A virtual number, also known as direct inward dialing (DID) or access numbers, is a telephone number without a directly associated telephone line. Usually, these numbers are programmed to forward incoming calls to one of the pre-set telephone numbers, chosen by the client: fixed, mobile or VoIP. A virtual number can work like a gateway between traditional calls (PSTN) and VoIP.

Subscribers to virtual numbers may use their existing phones, without the need to purchase additional hardware, i.e. use the numerous available software.

A virtual private number is a telephone number that forwards incoming calls to any of a number of pre-set telephone numbers. These are also called a follow-me number,  a virtual telephone number or (in the UK) Personal Number.

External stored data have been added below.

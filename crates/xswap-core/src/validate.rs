//! Validation of the maker's partial transaction and the taker's funds.
//!
//! The maker's transaction leaves exactly one asset over-funded (what the
//! maker gives away; the taker claims it) and exactly one under-funded (what
//! the maker wants; the taker pays it). Everything else must balance.

use std::collections::{BTreeMap, BTreeSet};

use crate::codec::PartialTransaction;
use crate::error::{CoreError, Shortfall};
use crate::references::{input_reference_key, reference_key};
use crate::select::Requirement;
use crate::types::{AssetId, OfferParams, WalletBalanceView};

/// The two legs of an offer, as implied by the maker's partial transaction.
#[derive(Debug, Clone, PartialEq, Eq)]
pub struct OfferTerms {
    /// Asset the maker's inputs leave unclaimed, and how much of it.
    pub offered_asset: AssetId,
    pub offered_amount: u64,
    /// Asset the maker's outputs pay out without funding, and how much.
    pub requested_asset: AssetId,
    pub requested_amount: u64,
}

// ==============================================================================
// Maker Side
// ==============================================================================

/// Check the maker's transaction is a well-formed, unsigned two-leg offer on
/// the expected network, and derive its terms.
pub fn offer_terms(
    tx: &PartialTransaction,
    params: &OfferParams,
) -> Result<OfferTerms, CoreError> {
    if tx.is_signed() {
        return Err(CoreError::InvalidOffer(
            "maker transaction already carries credentials".into(),
        ));
    }
    if tx.network_id != params.network_id {
        return Err(CoreError::InvalidOffer(format!(
            "network id {} does not match expected {}",
            tx.network_id, params.network_id
        )));
    }
    if tx.inputs.is_empty() {
        return Err(CoreError::InvalidOffer("maker transaction has no inputs".into()));
    }
    let mut spent = BTreeSet::new();
    for input in &tx.inputs {
        if !spent.insert((input.tx_id, input.output_index)) {
            return Err(CoreError::InvalidOffer(format!(
                "maker transaction spends UTXO {} twice",
                input_reference_key(input)
            )));
        }
    }

    let mut net: BTreeMap<AssetId, i128> = BTreeMap::new();
    for input in &tx.inputs {
        *net.entry(input.asset_id).or_default() += i128::from(input.input.amount);
    }
    for output in &tx.outputs {
        if let Some(amount) = output.transfer_amount() {
            *net.entry(output.asset_id).or_default() -= i128::from(amount);
        }
    }

    let offered: Vec<_> = net.iter().filter(|(_, v)| **v > 0).collect();
    let requested: Vec<_> = net.iter().filter(|(_, v)| **v < 0).collect();

    let (offered_asset, offered_amount) = match offered.as_slice() {
        [(asset, amount)] => (**asset, to_amount(**amount)?),
        [] => {
            return Err(CoreError::InvalidOffer(
                "maker transaction offers no asset".into(),
            ))
        }
        many => {
            return Err(CoreError::InvalidOffer(format!(
                "maker transaction offers {} assets, expected one",
                many.len()
            )))
        }
    };
    let (requested_asset, requested_amount) = match requested.as_slice() {
        [(asset, amount)] => (**asset, to_amount(-**amount)?),
        [] => {
            return Err(CoreError::InvalidOffer(
                "maker transaction requests no asset".into(),
            ))
        }
        many => {
            return Err(CoreError::InvalidOffer(format!(
                "maker transaction requests {} assets, expected one",
                many.len()
            )))
        }
    };

    Ok(OfferTerms {
        offered_asset,
        offered_amount,
        requested_asset,
        requested_amount,
    })
}

fn to_amount(v: i128) -> Result<u64, CoreError> {
    u64::try_from(v).map_err(|_| CoreError::InvalidOffer(format!("amount {v} out of range")))
}

// ==============================================================================
// Taker Side
// ==============================================================================

/// What the taker has to fund: the requested leg plus the network fee in the
/// native asset. When the requested asset is native the two are merged.
pub fn funding_requirements(
    terms: &OfferTerms,
    view: &WalletBalanceView,
    params: &OfferParams,
) -> Result<Vec<Requirement>, CoreError> {
    let native = view.native_asset_id;
    let mut requirements = vec![Requirement {
        asset_id: terms.requested_asset,
        symbol: symbol_for(&terms.requested_asset, view, params),
        amount: terms.requested_amount,
    }];

    if terms.requested_asset == native {
        requirements[0].amount = requirements[0]
            .amount
            .checked_add(params.tx_fee)
            .ok_or_else(|| CoreError::InvalidOffer("requested amount overflows".into()))?;
    } else if params.tx_fee > 0 {
        requirements.push(Requirement {
            asset_id: native,
            symbol: symbol_for(&native, view, params),
            amount: params.tx_fee,
        });
    }
    Ok(requirements)
}

/// Display symbol for an asset: the wallet's own symbol if it holds the
/// asset, the configured native symbol for the native asset, else the id.
fn symbol_for(asset_id: &AssetId, view: &WalletBalanceView, params: &OfferParams) -> String {
    match view.asset(asset_id) {
        Some(asset) => asset.symbol.clone(),
        None if *asset_id == view.native_asset_id => params.native_symbol.clone(),
        None => asset_id.to_string(),
    }
}

/// Check the taker's snapshot can cover every requirement.
///
/// The UTXO store is checked first: a missing store, or one listing the same
/// UTXO twice, is `InvalidUtxoSet`. After that each requirement is compared
/// with the wallet's asset totals.
pub fn check_funds(
    view: &WalletBalanceView,
    requirements: &[Requirement],
    params: &OfferParams,
) -> Result<(), CoreError> {
    let utxos = view
        .utxo_store
        .as_deref()
        .ok_or_else(|| CoreError::no_utxo_store(&params.native_symbol))?;

    let mut seen = BTreeSet::new();
    for utxo in utxos {
        if !seen.insert((utxo.tx_id, utxo.output_index)) {
            return Err(CoreError::InvalidUtxoSet {
                symbol: params.native_symbol.to_lowercase(),
                reason: format!(
                    "UTXO {} is listed more than once",
                    reference_key(&utxo.tx_id, utxo.output_index)
                ),
            });
        }
    }

    for req in requirements {
        let held = view.asset(&req.asset_id).ok_or_else(|| CoreError::InsufficientFunds {
            asset: req.symbol.clone(),
            shortfall: Shortfall::NoMatchingAsset,
        })?;
        if held.amount < req.amount {
            return Err(CoreError::InsufficientFunds {
                asset: req.symbol.clone(),
                shortfall: Shortfall::InsufficientTotal {
                    required: req.amount,
                    available: held.amount,
                },
            });
        }
    }
    Ok(())
}

#[cfg(test)]
mod tests {
    use super::*;
    use crate::codec::{self, Envelope, Output, OutputOwners, TransferOutput, TransferableOutput};
    use crate::test_util::*;
    use crate::types::{Asset, ShortId};

    fn params() -> OfferParams {
        OfferParams::default()
    }

    // -- offer terms -----------------------------------------------------------

    #[test]
    fn terms_of_offer_with_balanced_side_asset() {
        let tx = codec::decode(OFFER_WITH_CHANGE_HEX).expect("fixture decodes");
        let terms = offer_terms(&tx, &params()).expect("valid offer");
        assert_eq!(terms.offered_asset, arp_asset_id());
        assert_eq!(terms.offered_amount, 100);
        assert_eq!(terms.requested_asset, avax_asset_id());
        assert_eq!(terms.requested_amount, 20_000_000);
    }

    #[test]
    fn terms_of_exact_offer() {
        let tx = codec::decode(OFFER_EXACT_HEX).expect("fixture decodes");
        let terms = offer_terms(&tx, &params()).expect("valid offer");
        assert_eq!(terms.offered_amount, 100);
        assert_eq!(terms.requested_amount, 21_000_000);
    }

    #[test]
    fn signed_transaction_is_not_an_offer() {
        let tx = codec::decode(SIGNED_TAKE_HEX).expect("fixture decodes");
        assert!(matches!(
            offer_terms(&tx, &params()),
            Err(CoreError::InvalidOffer(_))
        ));
    }

    #[test]
    fn wrong_network_is_rejected() {
        let tx = codec::decode(OFFER_EXACT_HEX).expect("fixture decodes");
        let fuji = OfferParams {
            network_id: 5,
            ..OfferParams::default()
        };
        let err = offer_terms(&tx, &fuji).expect_err("mainnet offer on fuji");
        assert!(err.to_string().contains("network id 1"));
    }

    #[test]
    fn balanced_transaction_requests_nothing() {
        let mut tx = codec::decode(OFFER_EXACT_HEX).expect("fixture decodes");
        tx.outputs.clear();
        assert!(matches!(
            offer_terms(&tx, &params()),
            Err(CoreError::InvalidOffer(msg)) if msg.contains("requests no asset")
        ));
    }

    #[test]
    fn second_requested_asset_is_rejected() {
        let mut tx = codec::decode(OFFER_EXACT_HEX).expect("fixture decodes");
        tx.outputs.push(TransferableOutput {
            asset_id: btt_asset_id(),
            output: Output::SecpTransfer(TransferOutput {
                amount: 10,
                owners: OutputOwners::single(ShortId([1; 20])),
            }),
        });
        assert!(matches!(
            offer_terms(&tx, &params()),
            Err(CoreError::InvalidOffer(msg)) if msg.contains("requests 2 assets")
        ));
    }

    #[test]
    fn non_fungible_outputs_do_not_count() {
        let mut tx = codec::decode(OFFER_EXACT_HEX).expect("fixture decodes");
        tx.outputs.push(TransferableOutput {
            asset_id: btt_asset_id(),
            output: Output::NftMint {
                group_id: 0,
                owners: OutputOwners::single(ShortId([1; 20])),
            },
        });
        let terms = offer_terms(&tx, &params()).expect("still valid");
        assert_eq!(terms.requested_asset, avax_asset_id());
    }

    #[test]
    fn repeated_maker_input_is_rejected() {
        let mut tx = codec::decode(OFFER_EXACT_HEX).expect("fixture decodes");
        let again = tx.inputs[0].clone();
        tx.inputs.push(again);
        let err = offer_terms(&tx, &params()).expect_err("input spent twice");
        assert!(matches!(
            &err,
            CoreError::InvalidOffer(msg)
                if msg.contains("2ns8XVRdy8TRVJJaa9BTNTu2AvpdGweQ3vXfq3WnJVzAn2Qp9E")
        ));
    }

    #[test]
    fn unsigned_envelope_is_accepted() {
        let mut tx = codec::decode(OFFER_EXACT_HEX).expect("fixture decodes");
        tx.envelope = Envelope::Unsigned { codec_version: 0 };
        assert!(offer_terms(&tx, &params()).is_ok());
    }

    // -- requirements ----------------------------------------------------------

    #[test]
    fn native_request_absorbs_fee() {
        let tx = codec::decode(OFFER_EXACT_HEX).expect("fixture decodes");
        let terms = offer_terms(&tx, &params()).expect("valid offer");
        let reqs = funding_requirements(&terms, &bob_view(), &params()).expect("reqs");
        assert_eq!(reqs.len(), 1);
        assert_eq!(reqs[0].asset_id, avax_asset_id());
        assert_eq!(reqs[0].amount, 22_000_000);
        assert_eq!(reqs[0].symbol, "AVAX");
    }

    #[test]
    fn token_request_adds_separate_fee_requirement() {
        let terms = OfferTerms {
            offered_asset: avax_asset_id(),
            offered_amount: 5_000_000,
            requested_asset: arp_asset_id(),
            requested_amount: 100,
        };
        let mut view = bob_view();
        view.assets.push(Asset {
            asset_id: arp_asset_id(),
            name: "SOME TOKEN".into(),
            symbol: "ARP".into(),
            denomination: 2,
            amount: 500,
        });
        let reqs = funding_requirements(&terms, &view, &params()).expect("reqs");
        assert_eq!(reqs.len(), 2);
        assert_eq!(reqs[0].symbol, "ARP");
        assert_eq!(reqs[0].amount, 100);
        assert_eq!(reqs[1].asset_id, avax_asset_id());
        assert_eq!(reqs[1].amount, 1_000_000);
    }

    #[test]
    fn unknown_asset_symbol_falls_back_to_id() {
        let terms = OfferTerms {
            offered_asset: avax_asset_id(),
            offered_amount: 1,
            requested_asset: btt_asset_id(),
            requested_amount: 1,
        };
        let reqs = funding_requirements(&terms, &bob_view(), &params()).expect("reqs");
        assert_eq!(reqs[0].symbol, btt_asset_id().to_string());
    }

    // -- funds check -----------------------------------------------------------

    fn avax_req(amount: u64) -> Vec<Requirement> {
        vec![Requirement {
            asset_id: avax_asset_id(),
            symbol: "AVAX".into(),
            amount,
        }]
    }

    #[test]
    fn funded_wallet_passes() {
        check_funds(&bob_view(), &avax_req(22_000_000), &params()).expect("funded");
    }

    #[test]
    fn empty_asset_list_is_no_matching_asset() {
        let mut view = bob_view();
        view.assets.clear();
        let err = check_funds(&view, &avax_req(1), &params()).expect_err("no assets");
        let msg = err.to_string();
        assert!(msg.contains("Insufficient funds. You are trying to send AVAX"));
        assert!(msg.contains("no matching asset"));
    }

    #[test]
    fn low_total_is_insufficient_total() {
        let err = check_funds(&bob_view(), &avax_req(90_000_000), &params()).expect_err("short");
        assert!(err.to_string().contains("insufficient total"));
    }

    #[test]
    fn null_store_is_reported_before_balances() {
        let mut view = bob_view();
        view.utxo_store = None;
        view.assets.clear();
        let err = check_funds(&view, &avax_req(1), &params()).expect_err("no store");
        assert!(err
            .to_string()
            .contains("Not enough avax in the selected utxo"));
        assert!(err.to_string().contains("no UTXO store"));
    }

    #[test]
    fn repeated_utxo_in_store_is_invalid() {
        let mut view = bob_view();
        let mut utxos = bob_utxos();
        utxos.push(utxos[1].clone());
        view.utxo_store = Some(utxos);
        let err = check_funds(&view, &avax_req(1), &params()).expect_err("duplicate utxo");
        match &err {
            CoreError::InvalidUtxoSet { symbol, reason } => {
                assert_eq!(symbol, "avax");
                assert!(reason.contains("qRTFJsBdBBk5PZatmbXMwKvDGUQAxqLi8jRGXVwqVe8X3dbx3"));
            }
            other => panic!("expected InvalidUtxoSet, got {other:?}"),
        }
    }
}
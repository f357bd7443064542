pub mod balance;
pub mod codec;
pub mod encoding;
pub mod error;
pub mod offer;
pub mod references;
pub mod select;
pub mod types;
pub mod validate;

#[cfg(test)]
mod test_util;

pub use error::CoreError;
pub use offer::{offer_take, take_offer, TakeResult};
pub use references::AddressReferences;
pub use types::{OfferParams, WalletBalanceView};
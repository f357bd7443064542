use std::path::{Path, PathBuf};

use async_trait::async_trait;

use crate::error::CoreError;
use crate::types::WalletBalanceView;

use super::BalanceSource;

/// Wallet snapshots stored as `<dir>/<wallet>.json`.
#[derive(Debug, Clone)]
pub struct JsonFileBalances {
    dir: PathBuf,
}

impl JsonFileBalances {
    pub fn new(dir: impl Into<PathBuf>) -> Self {
        Self { dir: dir.into() }
    }

    pub fn dir(&self) -> &Path {
        &self.dir
    }

    fn wallet_path(&self, wallet: &str) -> Result<PathBuf, CoreError> {
        let valid = !wallet.is_empty()
            && wallet
                .chars()
                .all(|c| c.is_ascii_alphanumeric() || matches!(c, '-' | '_' | '.'))
            && !wallet.starts_with('.');
        if !valid {
            return Err(CoreError::Balance(format!("invalid wallet name `{wallet}`")));
        }
        Ok(self.dir.join(format!("{wallet}.json")))
    }
}

#[async_trait]
impl BalanceSource for JsonFileBalances {
    async fn get_balances(&self, wallet: &str) -> Result<WalletBalanceView, CoreError> {
        let path = self.wallet_path(wallet)?;
        let content = tokio::fs::read_to_string(&path).await.map_err(|e| {
            CoreError::Balance(format!("cannot read wallet `{wallet}` at {}: {e}", path.display()))
        })?;
        let view: WalletBalanceView = serde_json::from_str(&content).map_err(|e| {
            CoreError::Balance(format!("wallet `{wallet}` at {} is not a valid snapshot: {e}", path.display()))
        })?;
        tracing::debug!(
            wallet,
            path = %path.display(),
            utxos = view.utxo_store.as_ref().map(Vec::len),
            "loaded wallet snapshot"
        );
        Ok(view)
    }
}
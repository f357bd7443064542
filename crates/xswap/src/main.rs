mod cli;

use clap::Parser;
use eyre::WrapErr;

use xswap_core::balance::JsonFileBalances;
use xswap_core::codec;

use cli::{Cli, Command};

#[tokio::main]
async fn main() -> eyre::Result<()> {
    let args = Cli::parse();

    tracing_subscriber::fmt()
        .with_env_filter(
            tracing_subscriber::EnvFilter::try_from_default_env()
                .unwrap_or_else(|_| tracing_subscriber::EnvFilter::new("info")),
        )
        .with_writer(std::io::stderr)
        .with_file(true)
        .with_line_number(true)
        .with_level(true)
        .init();

    let params = args.offer_params();

    match &args.command {
        Command::Take {
            name,
            tx,
            references,
        } => {
            let source = JsonFileBalances::new(&args.wallet_dir);
            tracing::debug!(
                wallet = %name,
                dir = %source.dir().display(),
                network_id = params.network_id,
                "taking offer"
            );
            let result = xswap_core::offer_take(&source, name, tx, references, &params)
                .await
                .with_context(|| format!("take offer with wallet `{name}`"))?;
            println!(
                "{}",
                serde_json::to_string_pretty(&result).context("serialize take result")?
            );
        }
        Command::Decode { tx } => {
            let decoded = codec::decode(tx).context("decode transaction")?;
            println!(
                "{}",
                serde_json::to_string_pretty(&decoded).context("serialize transaction")?
            );
        }
    }

    Ok(())
}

Usually a virtual telephone number can be set to forward calls to different telephone numbers depending on the time of day and the day of the week using time of day routing; for example, between 9 and 5 on working days incoming calls will be forwarded to one's workplace, but in the weekends to one's cellphone.

The availability (and acceptable use) of virtual phone numbers are subject to the regulatory situation in the issuing country.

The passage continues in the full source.